‘Robo’ Foreclosure Settlement Turns Political
For over a year now, state attorneys general have been negotiating some kind of settlement deal with the nations four largest lenders, as well as several smaller ones.
The settlement pertains to faulty foreclosure processing, first uncovered in October of 2010 and now commonly referred to as “Robo-signing.”
Rather than dozens of lawsuits, the states initially were looking to assess one great punishment on the lenders and thereby appease borrowers who felt they were wronged. The banks were looking for wider immunity from securitization issues, and that is largely what has held up the negotiations for so long.
Now, suddenly, after umpteen “we’re close to a deal”s, apparently we’re now really close to a deal, largely because the State of the Union address is next Tuesday, and this is an election year. So at a meeting of Mayors Wednesday, the Secretary of Housing and Urban Development, Shaun Donovan, mentioned that a settlement would include principal reduction for about a million borrowers.

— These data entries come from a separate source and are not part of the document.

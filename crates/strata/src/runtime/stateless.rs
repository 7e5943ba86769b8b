//! Stateless runtime for the fast and analytical tiers

use std::sync::Arc;

use async_trait::async_trait;

use super::{ErrorRecord, HandlerOutput, HandlerRegistry, Runtime, RuntimeOutcome, TaskContext};
use crate::{cache::ResponseCache, modes::RuntimeKind};

/// Runs a handler once. Fast-tier results go through the response cache.
pub struct StatelessRuntime {
    handlers: HandlerRegistry,
    cache: Arc<ResponseCache>,
}

impl StatelessRuntime {
    pub fn new(handlers: HandlerRegistry, cache: Arc<ResponseCache>) -> Self {
        Self { handlers, cache }
    }

    pub fn cache(&self) -> &Arc<ResponseCache> {
        &self.cache
    }
}

#[async_trait]
impl Runtime for StatelessRuntime {
    fn kind(&self) -> RuntimeKind {
        RuntimeKind::Stateless
    }

    async fn execute(&self, mut ctx: TaskContext) -> RuntimeOutcome {
        let decision = ctx.decision.clone();
        let mode = decision.mode();

        let handler = match self.handlers.resolve(mode.name()) {
            Ok(handler) => handler,
            Err(err) => {
                let record = ErrorRecord::new(&err, "dispatch", 0);
                return RuntimeOutcome {
                    result: Err(err),
                    errors: vec![record],
                };
            }
        };

        // Answers that depend on earlier turns are not reusable
        let cacheable = mode.tier().is_cacheable() && ctx.history.is_empty();

        if cacheable {
            if let Some(text) = self.cache.get(mode, ctx.query()).await {
                tracing::info!(mode = %mode.name(), "[STATELESS_RUNTIME] Served from cache");
                ctx.events.progress("cache", "Served from response cache");
                return RuntimeOutcome {
                    result: Ok(HandlerOutput {
                        text,
                        cached: true,
                        report_dir: None,
                    }),
                    errors: Vec::new(),
                };
            }
        }

        match handler.handle(&mut ctx).await {
            Ok(output) => {
                if cacheable {
                    self.cache.put(mode, ctx.query(), &output.text).await;
                }
                RuntimeOutcome {
                    result: Ok(output),
                    errors: Vec::new(),
                }
            }
            Err(err) => {
                tracing::warn!(
                    mode = %mode.name(),
                    "[STATELESS_RUNTIME] Handler failed: {}",
                    err
                );
                let record = ErrorRecord::new(&err, "handler", 0);
                RuntimeOutcome {
                    result: Err(err),
                    errors: vec![record],
                }
            }
        }
    }
}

“With few other tools to help housing, the administration sees the deal as a way to take credit for helping underwater borrowers without exposing taxpayers to loss,” says Jaret Seiberg at Guggenheim partners, noting that the deal may not fully be in place by Tuesday, but a “framework” could be announced. “If this deal does score enough political points, then it will dampen calls for the administration to roll out more housing help such as a mass refinancing. As we remain dubious about the real impact of a deal, our view is that the administration will face pressure this spring to do more. That means more refinancings of GSE loans will still be on the table,” he adds.
Of course we already know the basic framework of the deal, which would involve up to $25 billion from the banks, though only a small portion of that would be a cash settlement. The bulk of the money would be used to do principal write downs, short sales, and more aggressive loan modifications. Unfortunately, several key states, including Massachusetts, California, New York, Delaware and Nevada have expressed serious concerns about the deal currently on the table, and some bank sources are telling us that without California and New York, it’s hard to see how there would be a deal.

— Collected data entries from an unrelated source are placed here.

//! Engine configuration
//!
//! Values come from built-in defaults, an optional TOML file and `STRATA__*`
//! environment variables, in increasing order of precedence.

use std::{path::PathBuf, time::Duration};

use serde::{Deserialize, Serialize};

use crate::{
    error::{Result, StrataError},
    llm::{Pricing, ProviderKind},
    retry::RetryPolicy,
};

/// One entry in the provider fallback chain
#[derive(Debug, Clone, Serialize, Deserialize)]
pub struct ProviderConfig {
    pub kind: ProviderKind,
    pub model: String,
    /// Overrides the provider's default endpoint
    #[serde(default)]
    pub endpoint: Option<String>,
    /// Environment variable holding the API key
    #[serde(default)]
    pub api_key_env: Option<String>,
    #[serde(default = "default_provider_timeout")]
    pub timeout_secs: u64,
    #[serde(default)]
    pub input_cost_per_mtok: f64,
    #[serde(default)]
    pub output_cost_per_mtok: f64,
}

impl ProviderConfig {
    pub fn timeout(&self) -> Duration {
        Duration::from_secs(self.timeout_secs)
    }

    pub fn pricing(&self) -> Pricing {
        Pricing {
            input_per_mtok: self.input_cost_per_mtok,
            output_per_mtok: self.output_cost_per_mtok,
        }
    }

    pub fn api_key(&self) -> Option<String> {
        let var = self.api_key_env.clone().or_else(|| match self.kind {
            ProviderKind::OpenAI => Some("OPENAI_API_KEY".to_string()),
            ProviderKind::Anthropic => Some("ANTHROPIC_API_KEY".to_string()),
            ProviderKind::Ollama => None,
        })?;
        std::env::var(var).ok().filter(|k| !k.trim().is_empty())
    }
}

fn default_provider_timeout() -> u64 {
    60
}

fn default_providers() -> Vec<ProviderConfig> {
    vec![
        ProviderConfig {
            kind: ProviderKind::Anthropic,
            model: "claude-3-5-sonnet-latest".to_string(),
            endpoint: None,
            api_key_env: None,
            timeout_secs: default_provider_timeout(),
            input_cost_per_mtok: 3.0,
            output_cost_per_mtok: 15.0,
        },
        ProviderConfig {
            kind: ProviderKind::OpenAI,
            model: "gpt-4o-mini".to_string(),
            endpoint: None,
            api_key_env: None,
            timeout_secs: default_provider_timeout(),
            input_cost_per_mtok: 0.15,
            output_cost_per_mtok: 0.6,
        },
        ProviderConfig {
            kind: ProviderKind::Ollama,
            model: "llama3.2".to_string(),
            endpoint: None,
            api_key_env: None,
            timeout_secs: 120,
            input_cost_per_mtok: 0.0,
            output_cost_per_mtok: 0.0,
        },
    ]
}

/// Limits on in-memory conversation history
#[derive(Debug, Clone, Serialize, Deserialize)]
pub struct ConversationConfig {
    /// Least recently used conversations are dropped past this count
    #[serde(default = "default_max_conversations")]
    pub max_conversations: u64,
    #[serde(default = "default_conversation_idle_ttl")]
    pub idle_ttl_secs: u64,
}

fn default_max_conversations() -> u64 {
    10_000
}

fn default_conversation_idle_ttl() -> u64 {
    24 * 3600
}

impl Default for ConversationConfig {
    fn default() -> Self {
        Self {
            max_conversations: default_max_conversations(),
            idle_ttl_secs: default_conversation_idle_ttl(),
        }
    }
}

impl ConversationConfig {
    pub fn idle_ttl(&self) -> Duration {
        Duration::from_secs(self.idle_ttl_secs)
    }
}

#[derive(Debug, Clone, Serialize, Deserialize)]
pub struct CacheConfig {
    #[serde(default = "default_cache_ttl")]
    pub ttl_secs: u64,
    #[serde(default = "default_cache_max_entries")]
    pub max_entries: usize,
}

fn default_cache_ttl() -> u64 {
    3600
}

fn default_cache_max_entries() -> usize {
    1000
}

impl Default for CacheConfig {
    fn default() -> Self {
        Self {
            ttl_secs: default_cache_ttl(),
            max_entries: default_cache_max_entries(),
        }
    }
}

impl CacheConfig {
    pub fn ttl(&self) -> Duration {
        Duration::from_secs(self.ttl_secs)
    }
}

#[derive(Debug, Clone, Serialize, Deserialize)]
pub struct RetryConfig {
    #[serde(default = "default_max_retries")]
    pub max_retries: u32,
    #[serde(default = "default_base_delay_ms")]
    pub base_delay_ms: u64,
}

fn default_max_retries() -> u32 {
    2
}

fn default_base_delay_ms() -> u64 {
    1000
}

impl Default for RetryConfig {
    fn default() -> Self {
        Self {
            max_retries: default_max_retries(),
            base_delay_ms: default_base_delay_ms(),
        }
    }
}

impl RetryConfig {
    pub fn policy(&self) -> RetryPolicy {
        RetryPolicy::new(self.max_retries, Duration::from_millis(self.base_delay_ms))
    }
}

#[derive(Debug, Clone, Serialize, Deserialize)]
pub struct ResearchConfig {
    #[serde(default = "default_max_iterations")]
    pub max_iterations: u32,
    #[serde(default = "default_max_total_queries")]
    pub max_total_queries: usize,
    #[serde(default = "default_queries_per_iteration")]
    pub queries_per_iteration: usize,
    #[serde(default = "default_search_parallelism")]
    pub search_parallelism: usize,
    #[serde(default = "default_results_per_query")]
    pub results_per_query: usize,
    #[serde(default = "default_max_charts")]
    pub max_charts: usize,
    #[serde(default = "default_chart_failure_threshold")]
    pub chart_failure_threshold: usize,
    #[serde(default = "default_search_timeout")]
    pub search_timeout_secs: u64,
    #[serde(default = "default_llm_timeout")]
    pub llm_timeout_secs: u64,
    #[serde(default = "default_chart_timeout")]
    pub chart_timeout_secs: u64,
    #[serde(default = "default_output_dir")]
    pub output_dir: PathBuf,
}

fn default_max_iterations() -> u32 {
    3
}

fn default_max_total_queries() -> usize {
    24
}

fn default_queries_per_iteration() -> usize {
    6
}

fn default_search_parallelism() -> usize {
    5
}

fn default_results_per_query() -> usize {
    5
}

fn default_max_charts() -> usize {
    3
}

fn default_chart_failure_threshold() -> usize {
    2
}

fn default_search_timeout() -> u64 {
    30
}

fn default_llm_timeout() -> u64 {
    120
}

fn default_chart_timeout() -> u64 {
    60
}

fn default_output_dir() -> PathBuf {
    PathBuf::from("./reports")
}

impl Default for ResearchConfig {
    fn default() -> Self {
        Self {
            max_iterations: default_max_iterations(),
            max_total_queries: default_max_total_queries(),
            queries_per_iteration: default_queries_per_iteration(),
            search_parallelism: default_search_parallelism(),
            results_per_query: default_results_per_query(),
            max_charts: default_max_charts(),
            chart_failure_threshold: default_chart_failure_threshold(),
            search_timeout_secs: default_search_timeout(),
            llm_timeout_secs: default_llm_timeout(),
            chart_timeout_secs: default_chart_timeout(),
            output_dir: default_output_dir(),
        }
    }
}

#[derive(Debug, Clone, Copy, PartialEq, Eq, Serialize, Deserialize)]
#[serde(rename_all = "lowercase")]
pub enum SandboxRuntime {
    /// `docker run` (or a compatible CLI) with networking disabled
    Container,
    /// Plain interpreter on the host
    Local,
}

#[derive(Debug, Clone, Serialize, Deserialize)]
pub struct SandboxConfig {
    #[serde(default = "default_true")]
    pub enabled: bool,
    #[serde(default = "default_sandbox_runtime")]
    pub runtime: SandboxRuntime,
    /// Container CLI used when `runtime = "container"`
    #[serde(default = "default_container_program")]
    pub program: String,
    #[serde(default = "default_image")]
    pub image: String,
    /// Interpreter inside the container, or on the host for `local`
    #[serde(default = "default_python")]
    pub python: String,
    #[serde(default = "default_sandbox_timeout")]
    pub timeout_secs: u64,
    #[serde(default = "default_queue_capacity")]
    pub queue_capacity: usize,
    #[serde(default = "default_memory_limit")]
    pub memory_limit: String,
}

fn default_true() -> bool {
    true
}

fn default_sandbox_runtime() -> SandboxRuntime {
    SandboxRuntime::Container
}

fn default_container_program() -> String {
    "docker".to_string()
}

fn default_image() -> String {
    "python:3.11-slim".to_string()
}

fn default_python() -> String {
    "python3".to_string()
}

fn default_sandbox_timeout() -> u64 {
    60
}

fn default_queue_capacity() -> usize {
    64
}

fn default_memory_limit() -> String {
    "512m".to_string()
}

impl Default for SandboxConfig {
    fn default() -> Self {
        Self {
            enabled: true,
            runtime: default_sandbox_runtime(),
            program: default_container_program(),
            image: default_image(),
            python: default_python(),
            timeout_secs: default_sandbox_timeout(),
            queue_capacity: default_queue_capacity(),
            memory_limit: default_memory_limit(),
        }
    }
}

impl SandboxConfig {
    /// Host interpreter sandbox, used by tests and `sandbox-check --local`
    pub fn local(python: impl Into<String>) -> Self {
        Self {
            runtime: SandboxRuntime::Local,
            python: python.into(),
            ..Self::default()
        }
    }

    pub fn timeout(&self) -> Duration {
        Duration::from_secs(self.timeout_secs)
    }
}

#[derive(Debug, Clone, Serialize, Deserialize)]
pub struct SearchConfig {
    #[serde(default = "default_exa_key_env")]
    pub exa_api_key_env: String,
    #[serde(default = "default_exa_endpoint")]
    pub endpoint: String,
}

fn default_exa_key_env() -> String {
    "EXA_API_KEY".to_string()
}

fn default_exa_endpoint() -> String {
    "https://api.exa.ai/search".to_string()
}

impl Default for SearchConfig {
    fn default() -> Self {
        Self {
            exa_api_key_env: default_exa_key_env(),
            endpoint: default_exa_endpoint(),
        }
    }
}

/// Top-level configuration
#[derive(Debug, Clone, Serialize, Deserialize)]
pub struct StrataConfig {
    #[serde(default = "default_providers")]
    pub providers: Vec<ProviderConfig>,
    #[serde(default)]
    pub cache: CacheConfig,
    #[serde(default)]
    pub conversations: ConversationConfig,
    #[serde(default)]
    pub retry: RetryConfig,
    #[serde(default)]
    pub research: ResearchConfig,
    #[serde(default)]
    pub sandbox: SandboxConfig,
    #[serde(default)]
    pub search: SearchConfig,
}

impl Default for StrataConfig {
    fn default() -> Self {
        Self {
            providers: default_providers(),
            cache: CacheConfig::default(),
            conversations: ConversationConfig::default(),
            retry: RetryConfig::default(),
            research: ResearchConfig::default(),
            sandbox: SandboxConfig::default(),
            search: SearchConfig::default(),
        }
    }
}

impl StrataConfig {
    /// Load `.env`, then the optional config file, then `STRATA__*` overrides
    /// (for example `STRATA__CACHE__TTL_SECS=60`).
    pub fn load(path: Option<&std::path::Path>) -> Result<Self> {
        dotenv::dotenv().ok();

        let mut builder = config::Config::builder();
        match path {
            Some(path) => {
                builder = builder.add_source(config::File::from(path.to_path_buf()).required(true));
            }
            None => {
                builder = builder.add_source(config::File::with_name("strata").required(false));
            }
        }
        let settings = builder
            .add_source(
                config::Environment::with_prefix("STRATA")
                    .prefix_separator("__")
                    .separator("__")
                    .try_parsing(true),
            )
            .build()?;

        let config: StrataConfig = settings.try_deserialize()?;
        config.validate()?;
        tracing::debug!(
            providers = config.providers.len(),
            "[CONFIG] Configuration loaded"
        );
        Ok(config)
    }

    pub fn validate(&self) -> Result<()> {
        let invalid = |message: &str| Err(StrataError::ConfigError(message.to_string()));

        if self.providers.is_empty() {
            return invalid("at least one provider must be configured");
        }
        if self.providers.iter().any(|p| p.model.trim().is_empty()) {
            return invalid("provider model must not be empty");
        }
        if self.providers.iter().any(|p| p.timeout_secs == 0) {
            return invalid("provider timeout_secs must be positive");
        }
        if self.cache.max_entries == 0 {
            return invalid("cache.max_entries must be positive");
        }
        if self.conversations.max_conversations == 0 {
            return invalid("conversations.max_conversations must be positive");
        }
        if self.research.max_iterations == 0 {
            return invalid("research.max_iterations must be positive");
        }
        if self.research.queries_per_iteration == 0 || self.research.max_total_queries == 0 {
            return invalid("research query budgets must be positive");
        }
        if self.research.search_parallelism == 0 {
            return invalid("research.search_parallelism must be positive");
        }
        if self.research.chart_failure_threshold == 0 {
            return invalid("research.chart_failure_threshold must be positive");
        }
        if self.sandbox.queue_capacity == 0 {
            return invalid("sandbox.queue_capacity must be positive");
        }
        if self.sandbox.timeout_secs == 0 {
            return invalid("sandbox.timeout_secs must be positive");
        }
        Ok(())
    }
}

#[cfg(test)]
mod tests {
    use std::io::Write;

    use super::*;

    #[test]
    fn test_defaults_are_valid() {
        let config = StrataConfig::default();
        assert!(config.validate().is_ok());
        assert_eq!(config.providers[0].kind, ProviderKind::Anthropic);
        assert_eq!(config.cache.ttl(), Duration::from_secs(3600));
        assert_eq!(config.retry.policy().max_retries, 2);
        assert_eq!(config.research.max_iterations, 3);
    }

    #[test]
    fn test_file_overrides_defaults() {
        let mut file = tempfile::Builder::new().suffix(".toml").tempfile().unwrap();
        writeln!(
            file,
            r#"
[cache]
ttl_secs = 60

[conversations]
max_conversations = 50

[research]
max_charts = 1

[[providers]]
kind = "ollama"
model = "qwen2.5"
endpoint = "http://localhost:11434/v1/chat/completions"
"#
        )
        .unwrap();

        let config = StrataConfig::load(Some(file.path())).unwrap();
        assert_eq!(config.cache.ttl_secs, 60);
        assert_eq!(config.cache.max_entries, 1000);
        assert_eq!(config.conversations.max_conversations, 50);
        assert_eq!(config.conversations.idle_ttl(), Duration::from_secs(24 * 3600));
        assert_eq!(config.research.max_charts, 1);
        assert_eq!(config.research.max_iterations, 3);
        assert_eq!(config.providers.len(), 1);
        assert_eq!(config.providers[0].kind, ProviderKind::Ollama);
        assert_eq!(config.providers[0].timeout_secs, 60);
    }

    #[test]
    fn test_validate_rejects_zero_budgets() {
        let mut config = StrataConfig::default();
        config.research.search_parallelism = 0;
        assert!(matches!(
            config.validate(),
            Err(StrataError::ConfigError(_))
        ));
    }
}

If there is a deal, beyond the politics, it could have a larger effect on the state of the housing market and its recovery. Remember, this deal is about foreclosure processing, which has been nearly stalled in many states. “To that end, it will give banks some increased certainty about their ability to foreclose in those states that sign on to the agreement. As a result, we may see foreclosures ramp up fairly quickly in those states,” says Josh Rosner of Graham-Fisher.
Rosner calls the deal “somewhat nonsensical,” even without knowing the full details, as he believes it offers no assurances to any state regarding specific amounts of relief, not to mention leaving questions about the credibility of the monitoring, oversight, compliance and enforcement of the deal terms. “The expected political calculus is that the public will see the headline and will not bother to watch the operationalization or follow-through,” says Rosner.
My concern is about this principal reduction headline. Yes, the banks processed foreclosures using improper methods, having one person sign off on thousands of documents that were never read. Yes, there was a huge breakdown in accountability and a huge lack of attention paid to struggling borrowers. The trouble is, after going over these cases, the bottom line is that the vast majority of the foreclosures were and are valid. People didn’t pay their mortgages. So now you’re offering cash back to these borrowers, perhaps even their homes back, while others in the very same position, who may have had their foreclosures processed correctly, get nothing.